Encarou o poder constituído naquele espaço, enfrentou paradigmas e preconceitos enraizados naqueles médicos, para quem a cura significa o adestramento, o enquadramento a uma sociedade que oprime e não liberta. Nise trouxe a liberdade.
O momento em que o filme ilumina as telas, contando essa bela história, talvez seja o momento em que estejamos mais precisando de humanidade. E isso veio, não por acaso, justamente de uma mulher, que mostrou toda a sua força para combater os piores poderes dentro daquela instituição, comandadas por homens brancos. Nise trouxe toda a compreensão de que a vida é muito mais do que resultado. Em certo momento, acredito que da história dela, real, e não só do filme, ela discute com um dos diretores do hospital em relação à cura dos pacientes. Ela, nesse momento, se coloca como capaz de resgatar a vida daqueles corpos que haviam sido abandonados pela medicina, que buscava apenas anulá-los, para que não atrapalhassem a vida dos outros. Ela os trouxe de volta.
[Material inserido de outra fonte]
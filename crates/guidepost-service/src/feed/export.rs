//! Outbound feed generation.
//!
//! External partners treat everything in this feed as occupied, so only
//! `confirmed` and `in_progress` bookings may appear; excluding `pending`
//! and `cancelled` is a correctness invariant, not presentation.

use chrono::Duration;
use sha2::{Digest, Sha256};

use guidepost_core::constants::FEED_PRODID;
use guidepost_db::model::booking::Booking;
use guidepost_ical::build;
use guidepost_ical::core::{Component, ICalendar, Property};

/// ## Summary
/// Builds the outbound calendar document from the current ledger state.
///
/// Every event's `UID` is the booking id and its `DTSTAMP` is the
/// booking's `updated_at`, so regenerating an unchanged ledger yields an
/// identical, diffable document.
#[must_use]
pub fn build_feed(bookings: &[Booking], default_duration: Duration) -> ICalendar {
    let mut ical = ICalendar::new(FEED_PRODID);

    for booking in bookings.iter().filter(|b| b.status.is_occupying()) {
        let mut event = Component::event();
        event.add_property(Property::text("UID", booking.id.to_string()));
        event.add_property(Property::datetime_utc("DTSTAMP", booking.updated_at));
        event.add_property(Property::datetime_utc("DTSTART", booking.starts_at()));
        event.add_property(Property::datetime_utc(
            "DTEND",
            booking.ends_at(default_duration),
        ));
        event.add_property(Property::text(
            "SUMMARY",
            format!("Guided tour ({} guests)", booking.number_of_people),
        ));
        event.add_property(Property::text(
            "DESCRIPTION",
            format!("Channel: {}", booking.channel),
        ));
        ical.add_event(event);
    }

    ical
}

/// ## Summary
/// Serializes the outbound feed for the given bookings.
#[must_use]
pub fn serialize_feed(bookings: &[Booking], default_duration: Duration) -> String {
    build::serialize(&build_feed(bookings, default_duration))
}

/// ## Summary
/// Generates a strong `ETag` for a serialized feed: the hex-encoded
/// SHA256 of the content, wrapped in quotes.
#[must_use]
pub fn feed_etag(feed: &str) -> String {
    let mut hasher = Sha256::new();
    hasher.update(feed.as_bytes());
    let hash = hasher.finalize();
    format!("\"{}\"", hex::encode(hash))
}
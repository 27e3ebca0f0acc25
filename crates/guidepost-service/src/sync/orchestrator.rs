//! Sync cycle orchestration.
//!
//! Each enabled source is fetched in its own task with a bounded timeout;
//! a failure, panic, or hang in one source is recorded in that source's
//! result and never touches the others. A cycle is single-flight: a second
//! run while one is in progress is rejected, not queued.

use std::future::Future;
use std::pin::Pin;
use std::sync::Arc;
use std::sync::atomic::{AtomicBool, Ordering};

use chrono::{DateTime, Utc};
use serde::Serialize;
use uuid::Uuid;

use guidepost_core::types::BusyInterval;
use guidepost_db::model::source::CalendarSource;

use crate::error::{ServiceError, ServiceResult};
use crate::feed::import::ImportError;
use crate::sync::merge::{self, Conflict, OccupiedRange};

/// Imports busy intervals for one calendar source.
pub trait SourceImporter: Send + Sync {
    fn import<'a>(
        &'a self,
        source: &'a CalendarSource,
    ) -> Pin<Box<dyn Future<Output = Result<Vec<BusyInterval>, ImportError>> + Send + 'a>>;
}

/// Per-source outcome of one cycle: either a count or an error, never
/// both.
#[derive(Debug, Clone, PartialEq, Eq, Serialize)]
#[serde(tag = "outcome", rename_all = "snake_case")]
pub enum SourceOutcome {
    Imported { count: usize },
    Failed { error: String },
}

/// One source's result within a sync cycle.
#[derive(Debug, Clone, PartialEq, Eq, Serialize)]
pub struct SyncResult {
    pub source_id: Uuid,
    #[serde(flatten)]
    pub outcome: SourceOutcome,
}

impl SyncResult {
    #[must_use]
    pub const fn succeeded(&self) -> bool {
        matches!(self.outcome, SourceOutcome::Imported { .. })
    }
}

/// Aggregate outcome of one sync cycle.
#[derive(Debug, Clone, Serialize)]
pub struct SyncReport {
    pub ran_at: DateTime<Utc>,
    /// One entry per enabled source, in registration order.
    pub results: Vec<SyncResult>,
    pub occupied: Vec<OccupiedRange>,
    pub conflicts: Vec<Conflict>,
    pub ledger_overlaps: Vec<Conflict>,
}

/// Drives sync cycles across all registered sources.
pub struct SyncEngine {
    importer: Arc<dyn SourceImporter>,
    fetch_timeout: std::time::Duration,
    in_flight: AtomicBool,
}

/// Clears the in-flight flag when the cycle ends, on every exit path.
struct InFlightGuard<'a>(&'a AtomicBool);

impl Drop for InFlightGuard<'_> {
    fn drop(&mut self) {
        self.0.store(false, Ordering::Release);
    }
}

impl SyncEngine {
    #[must_use]
    pub fn new(importer: Arc<dyn SourceImporter>, fetch_timeout: std::time::Duration) -> Self {
        Self {
            importer,
            fetch_timeout,
            in_flight: AtomicBool::new(false),
        }
    }

    /// ## Summary
    /// Runs one sync cycle: fetch every enabled source concurrently and
    /// in isolation, then merge the aggregate against the ledger ranges
    /// exactly once.
    ///
    /// Results are collected in source order, so a cycle over unchanged
    /// inputs reproduces the same report.
    ///
    /// ## Errors
    /// Returns `SyncInProgress` if another cycle holds the in-flight flag.
    /// Individual source failures are data (`SourceOutcome::Failed`), not
    /// errors.
    #[tracing::instrument(skip(self, sources, ledger), fields(source_count = sources.len()))]
    pub async fn run_cycle(
        &self,
        sources: &[CalendarSource],
        ledger: &[OccupiedRange],
        at: DateTime<Utc>,
    ) -> ServiceResult<SyncReport> {
        if self
            .in_flight
            .compare_exchange(false, true, Ordering::Acquire, Ordering::Acquire)
            .is_err()
        {
            tracing::warn!("Rejecting sync request, a cycle is already running");
            return Err(ServiceError::SyncInProgress);
        }
        let _guard = InFlightGuard(&self.in_flight);

        let mut handles = Vec::new();
        for source in sources.iter().filter(|s| s.enabled) {
            let importer = Arc::clone(&self.importer);
            let fetch_timeout = self.fetch_timeout;
            let source = source.clone();
            let source_id = source.id;

            let handle = tokio::spawn(async move {
                tokio::time::timeout(fetch_timeout, importer.import(&source)).await
            });
            handles.push((source_id, handle));
        }

        let mut results = Vec::with_capacity(handles.len());
        let mut busy: Vec<BusyInterval> = Vec::new();

        for (source_id, handle) in handles {
            let outcome = match handle.await {
                Ok(Ok(Ok(intervals))) => {
                    tracing::debug!(source_id = %source_id, count = intervals.len(), "Source imported");
                    let count = intervals.len();
                    busy.extend(intervals);
                    SourceOutcome::Imported { count }
                }
                Ok(Ok(Err(error))) => {
                    tracing::warn!(source_id = %source_id, error = %error, "Source import failed");
                    SourceOutcome::Failed {
                        error: error.to_string(),
                    }
                }
                Ok(Err(_elapsed)) => {
                    tracing::warn!(source_id = %source_id, timeout_secs = self.fetch_timeout.as_secs(), "Source import timed out");
                    SourceOutcome::Failed {
                        error: format!("timed out after {}s", self.fetch_timeout.as_secs()),
                    }
                }
                Err(join_error) => {
                    tracing::error!(source_id = %source_id, error = %join_error, "Source import task failed");
                    SourceOutcome::Failed {
                        error: format!("import task failed: {join_error}"),
                    }
                }
            };
            results.push(SyncResult { source_id, outcome });
        }

        let merged = merge::merge(ledger, &busy, at);

        Ok(SyncReport {
            ran_at: at,
            results,
            occupied: merged.occupied,
            conflicts: merged.conflicts,
            ledger_overlaps: merged.ledger_overlaps,
        })
    }
}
E como ver esse filme e não lembrar das pessoas que mantém esse sonho vivo? Do belo trabalho do museu do inconsciente que dá continuidade ao sonho de Nise. Pelo pouco que convivi com esse trabalho, posso dizer que seu sonho está muito vivo naquele espaço.
A arte é também expressão do inconsciente, ou daquilo que também se chama alma. O mundo precisa de novas Nises.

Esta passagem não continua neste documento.